ARUSHA: Tanzania’s prime minister has threatened to blacklist contractors who fail to pay subcontractors and casual labourers on government-funded projects, signalling a tougher stance on labour compliance amid a rapid public infrastructure drive.
Dr Mwigulu Nchemba issued the warning in Arusha while laying the foundation stone for a new students’ dormitory at the Nelson Mandela African Institution of Science and Technology (NM-AIST). His remarks were prompted by a public complaint from a young man who said he had not been paid for construction work on the hostel.
“I will speak with the Attorney General so that contractors who fail to pay subcontractors and casual labourers in government projects are blacklisted,” Nchemba said, indicating that non-payment could lead to exclusion from future state tenders.
The intervention comes as Tanzania expands public spending on large-scale infrastructure and higher education. But the prime minister made clear that headline projects cannot mask failures in basic accountability or service provision.

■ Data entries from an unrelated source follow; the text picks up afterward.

//! # 直方图存档
//!
//! 按名字管理一次分析导出的全部不变质量直方图，并按 pT 分 bin 方案
//! 解析出有序的逐 bin 直方图序列。
//!
//! ## 输入
//! - 单个文件：长表格式（见 `parsers/histogram.rs`）
//! - 目录：递归收集匹配模式的单直方图 CSV，直方图名为去掉扩展名的
//!   相对路径（`/` 分隔），例如 `strangeness_tutorial/Lambda/hMassLambdaPt3`。
//!   表头不是 `bin_center,count` 的文件（例如上一次运行写出的产额表）被跳过
//!
//! 直方图只在被取用时才校验分 bin，存档中无关的直方图不会使运行失败。
//!
//! ## 依赖关系
//! - 被 `commands/fit.rs` 和 `commands/inspect.rs` 使用
//! - 使用 `batch/collector.rs` 收集文件
//! - 使用 `regex` 识别 pT bin 序号

use crate::batch::FileCollector;
use crate::error::{Result, YieldError};
use crate::models::{MassHistogram, PtBinScheme, PtSeries};
use crate::parsers::histogram::{
    parse_histogram_csv_file, parse_histogram_table_file, RawHistogram,
};

use regex::Regex;
use std::collections::BTreeMap;
use std::path::{Path, PathBuf};

/// 按名字索引的直方图集合
#[derive(Debug, Clone)]
pub struct HistogramArchive {
    source: PathBuf,
    histograms: BTreeMap<String, RawHistogram>,
    /// 目录输入中被跳过的文件及原因
    skipped: Vec<(PathBuf, String)>,
}

impl HistogramArchive {
    /// 打开文件或目录
    pub fn open(path: &Path, pattern: &str) -> Result<Self> {
        if !path.exists() {
            return Err(YieldError::FileNotFound {
                path: path.display().to_string(),
            });
        }

        if path.is_file() {
            let histograms = parse_histogram_table_file(path)?;
            return Self::from_histograms(path, histograms);
        }

        let files = FileCollector::new(path.to_path_buf(), pattern)?
            .recursive(true)
            .collect();

        let mut histograms = Vec::new();
        let mut skipped = Vec::new();
        for file in files {
            match parse_histogram_csv_file(&file, &relative_name(path, &file))? {
                Some(hist) => histograms.push(hist),
                None => skipped.push((file, "header is not 'bin_center,count'".to_string())),
            }
        }

        let mut archive = Self::from_histograms(path, histograms)?;
        if archive.is_empty() {
            return Err(YieldError::NoHistogramsFound {
                path: path.display().to_string(),
                pattern: pattern.to_string(),
            });
        }
        archive.skipped = skipped;
        Ok(archive)
    }

    /// 从已读取的直方图构建，名字重复则报错
    pub fn from_histograms(source: &Path, histograms: Vec<RawHistogram>) -> Result<Self> {
        let mut map = BTreeMap::new();
        for hist in histograms {
            let name = hist.name().to_string();
            if map.insert(name.clone(), hist).is_some() {
                return Err(YieldError::InvalidHistogram {
                    name,
                    reason: "defined more than once".to_string(),
                });
            }
        }
        Ok(HistogramArchive {
            source: source.to_path_buf(),
            histograms: map,
            skipped: Vec::new(),
        })
    }

    pub fn source(&self) -> &Path {
        &self.source
    }

    pub fn len(&self) -> usize {
        self.histograms.len()
    }

    pub fn is_empty(&self) -> bool {
        self.histograms.is_empty()
    }

    pub fn skipped(&self) -> &[(PathBuf, String)] {
        &self.skipped
    }

    /// 按名字排序的全部直方图名
    pub fn names(&self) -> impl Iterator<Item = &str> + '_ {
        self.histograms.keys().map(String::as_str)
    }

    /// 按名字取出并校验
    pub fn get(&self, name: &str) -> Result<MassHistogram> {
        self.histograms
            .get(name.trim_matches('/'))
            .ok_or_else(|| YieldError::HistogramNotFound {
                name: name.to_string(),
            })?
            .build()
    }

    /// 按分 bin 方案取出全部 pT bin 的直方图，缺任何一个即失败
    pub fn pt_series(&self, scheme: &PtBinScheme) -> Result<PtSeries> {
        scheme.validate()?;
        let entries = scheme
            .bins()
            .into_iter()
            .map(|bin| Ok((bin, self.get(&scheme.histogram_name(&bin))?)))
            .collect::<Result<Vec<_>>>()?;
        PtSeries::new(entries)
    }

    /// 名字形如 `[.../]<prefix><n>` 的直方图，按序号排序
    pub fn find_pt_bins(&self, prefix: &str) -> Result<Vec<(usize, &str)>> {
        let re = pt_bin_regex(prefix)?;
        let mut found: Vec<(usize, &str)> = self
            .names()
            .filter_map(|name| pt_index(&re, name).map(|i| (i, name)))
            .collect();
        found.sort();
        Ok(found)
    }
}

/// 匹配 pT bin 直方图名的正则
pub fn pt_bin_regex(prefix: &str) -> Result<Regex> {
    Regex::new(&format!(r"(?:^|/){}(\d+)$", regex::escape(prefix)))
        .map_err(|e| YieldError::InvalidArgument(format!("bad histogram prefix '{}': {}", prefix, e)))
}

/// 从直方图名中提取 pT bin 序号
pub fn pt_index(re: &Regex, name: &str) -> Option<usize> {
    re.captures(name)
        .and_then(|caps| caps.get(1))
        .and_then(|m| m.as_str().parse().ok())
}

/// 目录中文件对应的直方图名
fn relative_name(root: &Path, file: &Path) -> String {
    let rel = file.strip_prefix(root).unwrap_or(file).with_extension("");
    rel.components()
        .map(|c| c.as_os_str().to_string_lossy().into_owned())
        .collect::<Vec<_>>()
        .join("/")
}

#[cfg(test)]
mod tests {
    use super::*;
    use crate::parsers::histogram::parse_histogram_table_content;
    use std::fs;

    const HIST_CSV: &str = "bin_center,count\n1.10,1\n1.11,2\n1.12,3\n";

    fn table(names: &[&str]) -> String {
        let mut text = String::from("histogram,bin_center,count\n");
        for name in names {
            for i in 0..4 {
                text.push_str(&format!("{},{},{}\n", name, 1.1 + 0.01 * i as f64, i + 1));
            }
        }
        text
    }

    fn archive_from(text: &str) -> HistogramArchive {
        let hists = parse_histogram_table_content(text).unwrap();
        HistogramArchive::from_histograms(Path::new("memory"), hists).unwrap()
    }

    fn archive(names: &[&str]) -> HistogramArchive {
        archive_from(&table(names))
    }

    fn scheme(count: usize) -> PtBinScheme {
        PtBinScheme {
            count,
            ..PtBinScheme::default()
        }
    }

    /// 每个测试独立的临时目录
    fn temp_root(tag: &str) -> PathBuf {
        let root = std::env::temp_dir().join(format!(
            "lambda-yield-{}-{}",
            tag,
            std::process::id()
        ));
        let _ = fs::remove_dir_all(&root);
        root
    }

    fn write_bins(dir: &Path, count: usize) {
        fs::create_dir_all(dir).unwrap();
        for i in 1..=count {
            fs::write(dir.join(format!("hMassLambdaPt{}.csv", i)), HIST_CSV).unwrap();
        }
    }

    #[test]
    fn test_get_missing_histogram() {
        let a = archive(&["strangeness_tutorial/Lambda/hMassLambdaPt1"]);
        assert!(a.get("strangeness_tutorial/Lambda/hMassLambdaPt1").is_ok());
        let err = a.get("strangeness_tutorial/Lambda/hMassLambdaPt9").unwrap_err();
        assert!(matches!(err, YieldError::HistogramNotFound { name } if name.ends_with("Pt9")));
    }

    #[test]
    fn test_pt_series_in_bin_order() {
        let a = archive(&[
            "strangeness_tutorial/Lambda/hMassLambdaPt2",
            "strangeness_tutorial/Lambda/hMassLambdaPt1",
            "strangeness_tutorial/Lambda/hMassLambdaPt3",
        ]);
        let series = a.pt_series(&scheme(3)).unwrap();
        let indices: Vec<usize> = series.entries().iter().map(|(b, _)| b.index).collect();
        assert_eq!(indices, vec![1, 2, 3]);
        assert!((series.entries()[2].0.low - 0.75).abs() < 1e-12);
    }

    #[test]
    fn test_pt_series_missing_bin_fails_whole_run() {
        let a = archive(&[
            "strangeness_tutorial/Lambda/hMassLambdaPt1",
            "strangeness_tutorial/Lambda/hMassLambdaPt3",
        ]);
        let err = a.pt_series(&scheme(3)).unwrap_err();
        assert!(matches!(err, YieldError::HistogramNotFound { name } if name.ends_with("hMassLambdaPt2")));
    }

    #[test]
    fn test_unrequested_invalid_histogram_is_ignored() {
        let mut text = table(&[
            "strangeness_tutorial/Lambda/hMassLambdaPt1",
            "strangeness_tutorial/Lambda/hMassLambdaPt2",
        ]);
        text.push_str("strangeness_tutorial/hEventCounter,0.5,120000\n");
        let a = archive_from(&text);

        assert_eq!(a.len(), 3);
        assert_eq!(a.pt_series(&scheme(2)).unwrap().len(), 2);
        // 只有显式取用时才报错
        let err = a.get("strangeness_tutorial/hEventCounter").unwrap_err();
        assert!(matches!(err, YieldError::InvalidHistogram { .. }));
    }

    #[test]
    fn test_requested_invalid_histogram_fails_series() {
        let mut text = table(&["strangeness_tutorial/Lambda/hMassLambdaPt1"]);
        text.push_str("strangeness_tutorial/Lambda/hMassLambdaPt2,1.1,4\n");
        let a = archive_from(&text);
        let err = a.pt_series(&scheme(2)).unwrap_err();
        assert!(matches!(err, YieldError::InvalidHistogram { name, .. } if name.ends_with("Pt2")));
    }

    #[test]
    fn test_duplicate_names_rejected() {
        let hists = parse_histogram_table_content(&table(&["h"])).unwrap();
        let twice = vec![hists[0].clone(), hists[0].clone()];
        assert!(HistogramArchive::from_histograms(Path::new("memory"), twice).is_err());
    }

    #[test]
    fn test_find_pt_bins() {
        let a = archive(&[
            "strangeness_tutorial/Lambda/hMassLambdaPt10",
            "strangeness_tutorial/Lambda/hMassLambdaPt2",
            "strangeness_tutorial/Lambda/hMassLambda",
            "strangeness_tutorial/Lambda/hMassAntiLambdaPt1",
        ]);
        let found = a.find_pt_bins("hMassLambdaPt").unwrap();
        let indices: Vec<usize> = found.iter().map(|(i, _)| *i).collect();
        assert_eq!(indices, vec![2, 10]);
    }

    #[test]
    fn test_open_directory_names_by_relative_path() {
        let root = temp_root("names");
        write_bins(&root.join("strangeness_tutorial").join("Lambda"), 2);
        fs::write(root.join("notes.txt"), "not a histogram").unwrap();

        let a = HistogramArchive::open(&root, "*.csv").unwrap();
        let names: Vec<&str> = a.names().collect();
        assert_eq!(
            names,
            vec![
                "strangeness_tutorial/Lambda/hMassLambdaPt1",
                "strangeness_tutorial/Lambda/hMassLambdaPt2",
            ]
        );
        assert_eq!(a.pt_series(&scheme(2)).unwrap().len(), 2);

        fs::remove_dir_all(&root).unwrap();
    }

    #[test]
    fn test_open_directory_with_character_class_pattern() {
        let root = temp_root("class");
        write_bins(&root.join("strangeness_tutorial").join("Lambda"), 12);

        let a = HistogramArchive::open(&root, "hMassLambdaPt[0-9].csv").unwrap();
        assert_eq!(a.len(), 9);
        assert!(a.get("strangeness_tutorial/Lambda/hMassLambdaPt1").is_ok());

        fs::remove_dir_all(&root).unwrap();
    }

    #[test]
    fn test_open_directory_skips_previous_yield_table() {
        let root = temp_root("skip");
        write_bins(&root.join("strangeness_tutorial").join("Lambda"), 2);
        fs::write(
            root.join("lambda_yields.csv"),
            "pt_bin,histogram,pt_low,pt_high,pt_center,status,yield\n1,h,0.5,0.625,0.5625,converged,20900\n",
        )
        .unwrap();

        let a = HistogramArchive::open(&root, "*.csv").unwrap();
        assert_eq!(a.len(), 2);
        assert_eq!(a.skipped().len(), 1);
        assert!(a.skipped()[0].0.ends_with("lambda_yields.csv"));
        assert_eq!(a.pt_series(&scheme(2)).unwrap().len(), 2);

        fs::remove_dir_all(&root).unwrap();
    }

    #[test]
    fn test_open_bad_pattern() {
        let root = temp_root("pattern");
        fs::create_dir_all(&root).unwrap();
        let err = HistogramArchive::open(&root, "hMass[.csv").unwrap_err();
        assert!(matches!(err, YieldError::InvalidArgument(_)));
        fs::remove_dir_all(&root).unwrap();
    }

    #[test]
    fn test_open_missing_path() {
        let err = HistogramArchive::open(Path::new("/nonexistent/lambda-yield"), "*.csv")
            .unwrap_err();
        assert!(matches!(err, YieldError::FileNotFound { .. }));
    }
}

He directed executive directors of local government authorities to ensure that, within the first six months of the new budget cycle, no school or dispensary is left without toilet facilities.
“As a nation with resources and a middle-income economy, we should not hear that a school or dispensary has no toilets,” he said. “After six months of the budget, I do not want to hear such reports.”
The remarks underscored a broader tension in fast-growing economies: balancing flagship investments with essential social infrastructure.
Nchemba said it was unacceptable for Tanzania to construct one of Africa’s longest modern standard gauge railways while pupils queue for basic sanitation.
He also pressed the Ministry of Education, Science and Technology to ensure the timely completion of the NM-AIST hostel, arguing that the institution must consolidate its role as a regional hub for advanced research and innovation.
In an increasingly technology-driven global economy, he said, Tanzania must produce specialists capable of delivering scientific solutions to everyday and industrial challenges.
Government spending on higher education has expanded sharply under President Samia Suluhu Hassan.
According to Nchemba, the student loans budget has risen from 464bn Tanzanian shillings to more than 916bn, while enrolment has grown from 177,925 to 252,773.
The Samia Scholarship Programme, which provides full sponsorship rather than loans, is intended to cultivate high-achieving graduates committed to national development.
Prof Adolf Mkenda, the education minister, said NM-AIST was established during the presidency of Jakaya Kikwete to train high-level specialists in science and technology.
Unlike many universities in the region, it focuses exclusively on postgraduate and doctoral training.
The vice-chancellor, Prof Maulilio Kipanyula, said the 7.9bn-shilling hostel project will expand accommodation capacity from 279 to 459 students. Of the 184 rooms, 160 are self-contained, with dedicated spaces for women with newborns, caregivers and students with special needs — a move designed to widen access to advanced scientific study.
With enrolment rising from 600 in 2021/22 to 1,000 today, university leaders say further investment in staffing, infrastructure and research commercialisation will be critical if NM-AIST is to compete as a continental centre of excellence in digital technologies.